** Provided records follows **

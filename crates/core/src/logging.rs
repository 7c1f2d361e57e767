//! Logging initialization.

use tracing_subscriber::{EnvFilter, fmt, prelude::*};

/// Default filter when `RUST_LOG` is not set.
const DEFAULT_FILTER: &str = "info,swapframe=debug,swapframe_rhi=debug,swapframe_renderer=debug";

/// Installs the global tracing subscriber.
///
/// Filtering follows `RUST_LOG` when present, otherwise [`DEFAULT_FILTER`].
/// Output goes through the fmt layer with targets and thread ids.
///
/// # Example
/// ```
/// swapframe_core::init_logging();
/// tracing::info!("Logging ready");
/// ```
pub fn init_logging() {
    let filter =
        EnvFilter::try_from_default_env().unwrap_or_else(|_| EnvFilter::new(DEFAULT_FILTER));

    // A subscriber may already be installed (tests, embedding hosts).
    let _ = tracing_subscriber::registry()
        .with(filter)
        .with(fmt::layer().with_target(true).with_thread_ids(true))
        .try_init();
}
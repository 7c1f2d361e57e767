//! Top-level error type.

use thiserror::Error;

/// Errors that reach the application boundary.
#[derive(Error, Debug)]
pub enum Error {
    /// Window or event loop failure
    #[error("Window error: {0}")]
    Window(String),

    /// Anything raised while creating or driving GPU resources
    #[error("Render error: {0}")]
    Render(String),

    #[error("IO error: {0}")]
    Io(#[from] std::io::Error),

    /// Malformed configuration file
    #[error("Config parse error: {0}")]
    ConfigParse(#[from] toml::de::Error),

    /// Configuration values outside their accepted range
    #[error("Config error: {0}")]
    Config(String),
}

/// Result type alias using the crate's Error type.
pub type Result<T> = std::result::Result<T, Error>;
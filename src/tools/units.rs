//! Unit listing tool

use serde::Serialize;

use crate::units::{Scale, UnitCategory, UNIT_TABLE};

/// Unit summary for listing
#[derive(Debug, Serialize)]
pub struct UnitSummary {
    pub name: &'static str,
    pub label: &'static str,
    pub category: &'static str,
    pub base_unit: &'static str,
    pub scale: String,
    pub logarithmic: bool,
}

/// Response for list_units
#[derive(Debug, Serialize)]
pub struct ListUnitsResponse {
    pub units: Vec<UnitSummary>,
    pub total: usize,
}

fn describe_scale(scale: Scale) -> String {
    match scale {
        Scale::Linear(factor) => format!("x{}", factor),
        Scale::Logarithmic { reference } => format!("10*log10(base/{})", reference),
    }
}

/// List the conversion table, optionally filtered by category name
pub fn list_units(category: Option<&str>) -> Result<ListUnitsResponse, String> {
    let filter = match category {
        Some(name) => Some(
            UnitCategory::from_str(name).ok_or_else(|| format!("Unknown category: {}", name))?,
        ),
        None => None,
    };

    let units: Vec<UnitSummary> = UNIT_TABLE
        .iter()
        .filter(|spec| filter.map_or(true, |c| spec.category == c))
        .map(|spec| UnitSummary {
            name: spec.name,
            label: spec.label,
            category: spec.category.as_str(),
            base_unit: spec.category.base_unit().as_str(),
            scale: describe_scale(spec.scale),
            logarithmic: spec.scale.is_logarithmic(),
        })
        .collect();

    let total = units.len();
    Ok(ListUnitsResponse { units, total })
}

** End of Provided records **

Required action:
Return each line of the material above in which the string "info" appears.

Task solution:
const DEFAULT_FILTER: &str = "info,swapframe=debug,swapframe_rhi=debug,swapframe_renderer=debug";
/// tracing::info!("Logging ready");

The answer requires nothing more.